> _Task to complete_
Starting at the first line of the data below, write out each line exactly until you reach the line containing "Invalid bond terms.", and include that line too.

---------------

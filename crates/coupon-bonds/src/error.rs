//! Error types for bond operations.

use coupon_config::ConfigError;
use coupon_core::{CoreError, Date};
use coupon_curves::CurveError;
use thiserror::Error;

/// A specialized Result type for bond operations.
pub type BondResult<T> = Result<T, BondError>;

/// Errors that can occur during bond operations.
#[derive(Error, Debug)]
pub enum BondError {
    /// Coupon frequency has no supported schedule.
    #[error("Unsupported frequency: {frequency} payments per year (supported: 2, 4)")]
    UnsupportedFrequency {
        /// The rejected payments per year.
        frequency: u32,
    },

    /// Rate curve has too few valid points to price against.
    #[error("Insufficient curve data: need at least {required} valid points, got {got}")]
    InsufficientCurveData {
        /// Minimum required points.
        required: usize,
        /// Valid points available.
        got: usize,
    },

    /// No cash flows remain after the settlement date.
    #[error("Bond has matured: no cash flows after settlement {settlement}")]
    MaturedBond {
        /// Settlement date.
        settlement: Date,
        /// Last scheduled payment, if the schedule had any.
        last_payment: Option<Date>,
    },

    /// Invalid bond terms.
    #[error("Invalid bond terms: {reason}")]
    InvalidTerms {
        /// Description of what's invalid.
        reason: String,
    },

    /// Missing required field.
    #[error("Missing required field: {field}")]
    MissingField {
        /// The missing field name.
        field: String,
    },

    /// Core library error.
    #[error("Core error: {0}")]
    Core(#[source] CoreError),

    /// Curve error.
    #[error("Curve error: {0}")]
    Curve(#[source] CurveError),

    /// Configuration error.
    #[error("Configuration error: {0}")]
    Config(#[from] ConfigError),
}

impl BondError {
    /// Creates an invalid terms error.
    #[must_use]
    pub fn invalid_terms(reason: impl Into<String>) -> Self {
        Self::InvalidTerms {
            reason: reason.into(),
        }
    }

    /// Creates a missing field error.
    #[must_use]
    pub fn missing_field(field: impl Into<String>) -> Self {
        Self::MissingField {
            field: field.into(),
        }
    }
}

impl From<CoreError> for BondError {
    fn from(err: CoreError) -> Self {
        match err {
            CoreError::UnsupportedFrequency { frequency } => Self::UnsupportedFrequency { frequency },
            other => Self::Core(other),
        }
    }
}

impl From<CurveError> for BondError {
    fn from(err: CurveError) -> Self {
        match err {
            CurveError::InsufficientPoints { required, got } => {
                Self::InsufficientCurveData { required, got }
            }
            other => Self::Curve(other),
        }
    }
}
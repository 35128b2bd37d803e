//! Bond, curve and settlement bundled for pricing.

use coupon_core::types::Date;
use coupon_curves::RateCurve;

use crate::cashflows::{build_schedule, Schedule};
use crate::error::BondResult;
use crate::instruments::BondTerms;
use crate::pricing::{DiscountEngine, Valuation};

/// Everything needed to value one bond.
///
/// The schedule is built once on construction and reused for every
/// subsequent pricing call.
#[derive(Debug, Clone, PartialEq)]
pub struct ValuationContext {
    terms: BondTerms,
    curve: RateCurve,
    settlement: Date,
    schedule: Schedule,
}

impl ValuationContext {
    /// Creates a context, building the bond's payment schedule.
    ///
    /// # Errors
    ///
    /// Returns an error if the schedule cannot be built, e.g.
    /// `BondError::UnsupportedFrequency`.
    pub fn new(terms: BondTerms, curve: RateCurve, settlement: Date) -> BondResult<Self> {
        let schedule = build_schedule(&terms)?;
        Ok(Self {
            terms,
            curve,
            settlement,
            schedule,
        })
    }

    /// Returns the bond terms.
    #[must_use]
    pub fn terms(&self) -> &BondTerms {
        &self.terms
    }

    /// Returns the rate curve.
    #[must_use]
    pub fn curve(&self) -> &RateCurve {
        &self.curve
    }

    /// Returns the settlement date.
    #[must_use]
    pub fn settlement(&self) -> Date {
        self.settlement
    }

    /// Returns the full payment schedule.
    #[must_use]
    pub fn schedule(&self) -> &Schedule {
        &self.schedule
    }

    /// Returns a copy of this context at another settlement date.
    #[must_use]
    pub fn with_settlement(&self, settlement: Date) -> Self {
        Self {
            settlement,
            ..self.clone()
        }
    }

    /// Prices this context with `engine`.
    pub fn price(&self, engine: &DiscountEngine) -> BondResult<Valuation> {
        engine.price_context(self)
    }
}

---------------

> _Your solution_
filename crates/coupon-bonds/src/error.rs
//! Error types for bond operations.

use coupon_config::ConfigError;
use coupon_core::{CoreError, Date};
use coupon_curves::CurveError;
use thiserror::Error;

/// A specialized Result type for bond operations.
pub type BondResult<T> = Result<T, BondError>;

/// Errors that can occur during bond operations.
#[derive(Error, Debug)]
pub enum BondError {
    /// Coupon frequency has no supported schedule.
    #[error("Unsupported frequency: {frequency} payments per year (supported: 2, 4)")]
    UnsupportedFrequency {
        /// The rejected payments per year.
        frequency: u32,
    },

    /// Rate curve has too few valid points to price against.
    #[error("Insufficient curve data: need at least {required} valid points, got {got}")]
    InsufficientCurveData {
        /// Minimum required points.
        required: usize,
        /// Valid points available.
        got: usize,
    },

    /// No cash flows remain after the settlement date.
    #[error("Bond has matured: no cash flows after settlement {settlement}")]
    MaturedBond {
        /// Settlement date.
        settlement: Date,
        /// Last scheduled payment, if the schedule had any.
        last_payment: Option<Date>,
    },

    /// Invalid bond terms.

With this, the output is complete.